TASK PROMPT
Each line of the records below that holds "region" should be copied out.

DATASET EXTRACT
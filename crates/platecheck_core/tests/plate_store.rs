use platecheck_core::db::{open_db, open_db_in_memory};
use platecheck_core::{PlateRepository, RepoError, SqlitePlateRepository};
use std::collections::HashSet;
use std::sync::{Arc, Barrier};
use std::thread;
use uuid::Uuid;

#[test]
fn get_or_create_inserts_once_and_keeps_first_raw_text() {
    let conn = open_db_in_memory().unwrap();
    let plates = SqlitePlateRepository::new(&conn);

    let first = plates.get_or_create("AB123CD", "ab-123 cd").unwrap();
    let second = plates.get_or_create("AB123CD", "AB 123 CD").unwrap();
    assert_eq!(first, second);
    assert_eq!(plates.count().unwrap(), 1);

    let stored = plates.get(first).unwrap().unwrap();
    assert_eq!(stored.raw, "ab-123 cd");
    assert_eq!(stored.canonical, "AB123CD");
    assert_eq!(stored.country, None);
    assert_eq!(stored.region, None);
    assert!(stored.created_at > 0);
}

#[test]
fn find_by_canonical_returns_empty_for_unknown_key() {
    let conn = open_db_in_memory().unwrap();
    let plates = SqlitePlateRepository::new(&conn);

    assert!(plates.find_by_canonical("NOPE1").unwrap().is_empty());
    assert!(plates.get(Uuid::new_v4()).unwrap().is_none());
}

#[test]
fn duplicate_canonical_rows_are_reported_as_integrity_violation() {
    let conn = open_db_in_memory().unwrap();
    // Simulate a store whose unique index was lost.
    conn.execute_batch(
        "DROP INDEX ux_plates_canonical;
         INSERT INTO plates (id, raw, canonical)
         VALUES ('00000000-0000-0000-0000-000000000001', 'x1', 'X1'),
                ('00000000-0000-0000-0000-000000000002', 'X-1', 'X1');",
    )
    .unwrap();
    let plates = SqlitePlateRepository::new(&conn);

    assert_eq!(plates.find_by_canonical("X1").unwrap().len(), 2);
    let err = plates.get_or_create("X1", "x 1").unwrap_err();
    assert!(matches!(
        err,
        RepoError::DuplicateCanonical { ref canonical, count: 2 } if canonical == "X1"
    ));
}

#[test]
fn corrupt_plate_id_is_rejected_on_read() {
    let conn = open_db_in_memory().unwrap();
    conn.execute(
        "INSERT INTO plates (id, raw, canonical) VALUES ('not-a-uuid', 'q', 'Q');",
        [],
    )
    .unwrap();
    let plates = SqlitePlateRepository::new(&conn);

    let err = plates.find_by_canonical("Q").unwrap_err();
    assert!(matches!(err, RepoError::InvalidData(_)));
}

#[test]
fn concurrent_get_or_create_yields_one_row_and_one_id() {
    const WORKERS: usize = 8;

    let dir = tempfile::tempdir().unwrap();
    let path = dir.path().join("race.db");
    drop(open_db(&path).unwrap());

    let barrier = Arc::new(Barrier::new(WORKERS));
    let handles: Vec<_> = (0..WORKERS)
        .map(|worker| {
            let path = path.clone();
            let barrier = Arc::clone(&barrier);
            thread::spawn(move || {
                let conn = open_db(&path).unwrap();
                let plates = SqlitePlateRepository::new(&conn);
                barrier.wait();
                plates
                    .get_or_create("RACE42", &format!("race-42 #{worker}"))
                    .unwrap()
            })
        })
        .collect();

    let ids: HashSet<_> = handles
        .into_iter()
        .map(|handle| handle.join().unwrap())
        .collect();
    assert_eq!(ids.len(), 1);

    let conn = open_db(&path).unwrap();
    let plates = SqlitePlateRepository::new(&conn);
    let rows = plates.find_by_canonical("RACE42").unwrap();
    assert_eq!(rows.len(), 1);
    assert!(ids.contains(&rows[0].id));
}
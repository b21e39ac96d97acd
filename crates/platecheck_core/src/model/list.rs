//! List and membership domain model.
//!
//! # Responsibility
//! - Define named lists, their kinds, and plate membership rows.
//! - Define the well-known list names the service resolves by kind.
//!
//! # Invariants
//! - List names are unique.
//! - Core resolves lists by name only; rows are provisioned externally.

use super::plate::PlateId;
use serde::{Deserialize, Serialize};
use std::fmt::{Display, Formatter};
use uuid::Uuid;

/// Stable identifier of one named list.
pub type ListId = Uuid;

/// Default name of the provisioned allow list.
pub const DEFAULT_ALLOW_LIST_NAME: &str = "default_allow";
/// Default name of the provisioned deny list.
pub const DEFAULT_DENY_LIST_NAME: &str = "default_deny";

/// Category of a list, independent from its display name.
///
/// Provisioning tooling may add kinds core has no built-in meaning for; those
/// round-trip through `Other`.
#[derive(Debug, Clone, PartialEq, Eq, Hash, Serialize, Deserialize)]
#[serde(into = "String", try_from = "String")]
pub enum ListKind {
    Allow,
    Deny,
    Other(String),
}

impl ListKind {
    /// Storage representation used in `lists.kind`.
    pub fn as_db_str(&self) -> &str {
        match self {
            Self::Allow => "allow",
            Self::Deny => "deny",
            Self::Other(kind) => kind.as_str(),
        }
    }

    /// Parses a stored kind. Unknown non-empty values map to `Other`.
    pub fn from_db_str(value: &str) -> Option<Self> {
        match value {
            "" => None,
            "allow" => Some(Self::Allow),
            "deny" => Some(Self::Deny),
            other => Some(Self::Other(other.to_string())),
        }
    }
}

impl From<ListKind> for String {
    fn from(value: ListKind) -> Self {
        value.as_db_str().to_string()
    }
}

impl TryFrom<String> for ListKind {
    type Error = String;

    fn try_from(value: String) -> Result<Self, Self::Error> {
        Self::from_db_str(value.as_str()).ok_or_else(|| "list kind must not be empty".to_string())
    }
}

impl Display for ListKind {
    fn fmt(&self, f: &mut Formatter<'_>) -> std::fmt::Result {
        f.write_str(self.as_db_str())
    }
}

/// One row of `lists`.
#[derive(Debug, Clone, PartialEq, Eq, Serialize, Deserialize)]
pub struct ListRecord {
    pub id: ListId,
    pub name: String,
    pub kind: ListKind,
    pub description: Option<String>,
    /// Unix epoch milliseconds.
    pub created_at: i64,
}

/// One row of `list_items`.
#[derive(Debug, Clone, PartialEq, Eq, Serialize, Deserialize)]
pub struct MembershipRecord {
    pub list_id: ListId,
    pub plate_id: PlateId,
    pub note: Option<String>,
    /// Unix epoch milliseconds.
    pub created_at: i64,
}

/// A list that contains a checked plate.
#[derive(Debug, Clone, PartialEq, Eq, Serialize, Deserialize)]
pub struct ListHit {
    pub list_id: ListId,
    pub list_name: String,
    pub list_kind: ListKind,
}

/// Well-known list names, one per built-in kind.
#[derive(Debug, Clone, PartialEq, Eq)]
pub struct ListNames {
    pub allow: String,
    pub deny: String,
}

impl ListNames {
    /// Returns the well-known list name for `kind`.
    ///
    /// `Other` kinds have no well-known list and return `None`.
    pub fn name_for(&self, kind: &ListKind) -> Option<&str> {
        match kind {
            ListKind::Allow => Some(self.allow.as_str()),
            ListKind::Deny => Some(self.deny.as_str()),
            ListKind::Other(_) => None,
        }
    }
}

impl Default for ListNames {
    fn default() -> Self {
        Self {
            allow: DEFAULT_ALLOW_LIST_NAME.to_string(),
            deny: DEFAULT_DENY_LIST_NAME.to_string(),
        }
    }
}
//! Core use-case services.
//!
//! # Responsibility
//! - Orchestrate plate and list stores into use-case level APIs.
//! - Keep CLI/transport layers decoupled from storage details.

pub mod membership_service;
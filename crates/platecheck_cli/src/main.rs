//! PlateCheck command-line entry point.
//!
//! # Responsibility
//! - Wrap core check/add/remove contracts for operators and scripts.
//! - Run deployment tooling (provisioning, readiness) against the database.
//!
//! # Invariants
//! - Stdout carries exactly one JSON envelope: `{"data": ...}` on success.
//! - Failures print `{"error": ...}` to stderr and exit with a code derived
//!   from the core error kind.

mod cli;

use clap::Parser;
use cli::{Cli, Commands, ListArg};
use log::error;
use platecheck_core::db::migrations::schema_status;
use platecheck_core::db::{health_check, open_db, provision_default_lists};
use platecheck_core::{
    core_version, init_logging, CoreConfig, ErrorKind, MembershipError, MembershipService,
    PlateRepository, SqliteListRepository, SqlitePlateRepository,
};
use rusqlite::Connection;
use serde_json::{json, Value};
use std::process::ExitCode;

const EXIT_INTERNAL: u8 = 1;
const EXIT_INVALID_INPUT: u8 = 2;
const EXIT_NOT_FOUND: u8 = 3;

/// A printable failure with its exit code.
struct Failure {
    code: u8,
    message: String,
}

impl Failure {
    fn internal(message: impl Into<String>) -> Self {
        Self {
            code: EXIT_INTERNAL,
            message: message.into(),
        }
    }
}

impl From<MembershipError> for Failure {
    fn from(err: MembershipError) -> Self {
        let code = match err.kind() {
            ErrorKind::InvalidInput => EXIT_INVALID_INPUT,
            ErrorKind::NotFound => EXIT_NOT_FOUND,
            ErrorKind::Internal => EXIT_INTERNAL,
        };
        Self {
            code,
            message: err.to_string(),
        }
    }
}

fn main() -> ExitCode {
    let cli = Cli::parse();
    match run(cli) {
        Ok(data) => {
            println!("{}", json!({ "data": data }));
            ExitCode::SUCCESS
        }
        Err(failure) => {
            eprintln!("{}", json!({ "error": failure.message }));
            ExitCode::from(failure.code)
        }
    }
}

fn run(cli: Cli) -> Result<Value, Failure> {
    let mut config = CoreConfig::from_env().map_err(|err| Failure::internal(err.to_string()))?;
    if let Some(db) = cli.db {
        config.db_path = db;
    }
    init_logging(config.log_level, config.log_dir_str()).map_err(Failure::internal)?;

    let mut conn = open_db(&config.db_path).map_err(|err| {
        error!("event=cli_open module=cli status=error error={err}");
        Failure::internal(format!("failed to open database: {err}"))
    })?;

    match cli.command {
        Commands::Check { plate } => {
            let result = service(&conn, &config).check(&plate)?;
            serde_json::to_value(result).map_err(|err| Failure::internal(err.to_string()))
        }
        Commands::Add { list, plate, note } => {
            service(&conn, &config).add_to_list(&plate, list.into(), note.as_deref())?;
            Ok(json!({ "message": format!("added to {} list", list_label(list)) }))
        }
        Commands::Remove { list, plate } => {
            service(&conn, &config).remove_from_list(&plate, list.into())?;
            Ok(json!({ "message": format!("removed from {} list", list_label(list)) }))
        }
        Commands::Provision => {
            let inserted = provision_default_lists(&mut conn, &config.list_names)
                .map_err(|err| Failure::internal(format!("provisioning failed: {err}")))?;
            Ok(json!({
                "inserted": inserted,
                "allow_list": config.list_names.allow,
                "deny_list": config.list_names.deny,
            }))
        }
        Commands::Health => {
            health_check(&conn).map_err(|err| Failure::internal(format!("unhealthy: {err}")))?;
            let schema = schema_status(&conn)
                .map_err(|err| Failure::internal(format!("unhealthy: {err}")))?;
            let plates = SqlitePlateRepository::new(&conn)
                .count()
                .map_err(|err| Failure::internal(format!("unhealthy: {err}")))?;
            Ok(json!({
                "status": "ok",
                "plates": plates,
                "schema_version": schema.current,
                "version": core_version(),
            }))
        }
    }
}

fn service<'conn>(
    conn: &'conn Connection,
    config: &CoreConfig,
) -> MembershipService<SqlitePlateRepository<'conn>, SqliteListRepository<'conn>> {
    MembershipService::new(
        SqlitePlateRepository::new(conn),
        SqliteListRepository::new(conn),
        config.list_names.clone(),
    )
}

fn list_label(list: ListArg) -> &'static str {
    match list {
        ListArg::Allow => "allow",
        ListArg::Deny => "deny",
    }
}
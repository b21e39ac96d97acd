use platecheck_core::db::{open_db_in_memory, provision_default_lists};
use platecheck_core::{
    ListKind, ListNames, ListRecord, ListRepository, MembershipOutcome, PlateRepository,
    RepoError, SqliteListRepository, SqlitePlateRepository,
};
use rusqlite::Connection;
use uuid::Uuid;

fn provisioned() -> Connection {
    let mut conn = open_db_in_memory().unwrap();
    provision_default_lists(&mut conn, &ListNames::default()).unwrap();
    conn
}

fn list(conn: &Connection, name: &str) -> ListRecord {
    SqliteListRepository::new(conn)
        .get_by_name(name)
        .unwrap()
        .unwrap()
}

#[test]
fn get_by_name_returns_none_for_unknown_list() {
    let conn = provisioned();
    let lists = SqliteListRepository::new(&conn);

    assert!(lists.get_by_name("vip").unwrap().is_none());
    assert!(lists.get(Uuid::new_v4()).unwrap().is_none());
}

#[test]
fn add_membership_reports_already_member_and_keeps_first_note() {
    let conn = provisioned();
    let plate_id = SqlitePlateRepository::new(&conn)
        .get_or_create("AA1", "aa1")
        .unwrap();
    let allow = list(&conn, "default_allow");
    let lists = SqliteListRepository::new(&conn);

    let first = lists
        .add_membership(allow.id, plate_id, Some("staff"))
        .unwrap();
    let second = lists
        .add_membership(allow.id, plate_id, Some("visitor"))
        .unwrap();
    assert_eq!(first, MembershipOutcome::Added);
    assert_eq!(second, MembershipOutcome::AlreadyMember);

    let membership = lists.get_membership(allow.id, plate_id).unwrap().unwrap();
    assert_eq!(membership.note.as_deref(), Some("staff"));

    let rows: i64 = conn
        .query_row("SELECT COUNT(*) FROM list_items;", [], |row| row.get(0))
        .unwrap();
    assert_eq!(rows, 1);
}

#[test]
fn add_membership_for_unknown_plate_is_a_storage_error() {
    let conn = provisioned();
    let allow = list(&conn, "default_allow");
    let lists = SqliteListRepository::new(&conn);

    let err = lists
        .add_membership(allow.id, Uuid::new_v4(), None)
        .unwrap_err();
    assert!(matches!(err, RepoError::Db(_)));
}

#[test]
fn memberships_for_plate_lists_each_list_once_sorted_by_name() {
    let conn = provisioned();
    let plate_id = SqlitePlateRepository::new(&conn)
        .get_or_create("BB2", "bb2")
        .unwrap();
    let allow = list(&conn, "default_allow");
    let deny = list(&conn, "default_deny");
    let lists = SqliteListRepository::new(&conn);

    assert!(lists.list_memberships_for_plate(plate_id).unwrap().is_empty());

    lists.add_membership(deny.id, plate_id, None).unwrap();
    lists.add_membership(allow.id, plate_id, None).unwrap();
    lists.add_membership(allow.id, plate_id, None).unwrap();

    let hits = lists.list_memberships_for_plate(plate_id).unwrap();
    let names: Vec<_> = hits.iter().map(|hit| hit.list_name.as_str()).collect();
    assert_eq!(names, ["default_allow", "default_deny"]);
    assert_eq!(hits[0].list_kind, ListKind::Allow);
    assert_eq!(hits[1].list_id, deny.id);
}

#[test]
fn remove_membership_deletes_row_then_reports_not_found() {
    let conn = provisioned();
    let plate_id = SqlitePlateRepository::new(&conn)
        .get_or_create("CC3", "cc3")
        .unwrap();
    let deny = list(&conn, "default_deny");
    let lists = SqliteListRepository::new(&conn);

    lists.add_membership(deny.id, plate_id, None).unwrap();
    lists.remove_membership(deny.id, plate_id).unwrap();
    assert!(lists.get_membership(deny.id, plate_id).unwrap().is_none());

    let err = lists.remove_membership(deny.id, plate_id).unwrap_err();
    assert!(matches!(
        err,
        RepoError::MembershipNotFound { list_id, plate_id: missing }
            if list_id == deny.id && missing == plate_id
    ));
}

#[test]
fn externally_provisioned_kinds_round_trip_as_other() {
    let conn = provisioned();
    conn.execute(
        "INSERT INTO lists (id, name, kind) VALUES (?1, 'watch', 'watch');",
        [Uuid::new_v4().to_string()],
    )
    .unwrap();

    let watch = list(&conn, "watch");
    assert_eq!(watch.kind, ListKind::Other("watch".to_string()));
    assert_eq!(watch.description, None);
}
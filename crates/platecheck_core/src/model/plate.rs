//! Plate domain model.
//!
//! # Responsibility
//! - Define the persisted shape of one observed plate.
//!
//! # Invariants
//! - `id` is assigned on first insert and never reused.
//! - `raw` keeps the text submitted when the plate was first seen; later
//!   equivalent spellings do not overwrite it.
//! - Plates are never deleted by core.

use serde::{Deserialize, Serialize};
use uuid::Uuid;

/// Stable identifier of one observed plate.
pub type PlateId = Uuid;

/// One row of `plates`.
#[derive(Debug, Clone, PartialEq, Eq, Serialize, Deserialize)]
pub struct PlateRecord {
    pub id: PlateId,
    /// Text as submitted at creation time.
    pub raw: String,
    /// Normalized dedup/lookup key.
    pub canonical: String,
    /// Reserved for registration metadata. Not written by core.
    pub country: Option<String>,
    /// Reserved for registration metadata. Not written by core.
    pub region: Option<String>,
    /// Unix epoch milliseconds.
    pub created_at: i64,
}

ANSWER SPACE
    assert_eq!(stored.region, None);
    pub region: Option<String>,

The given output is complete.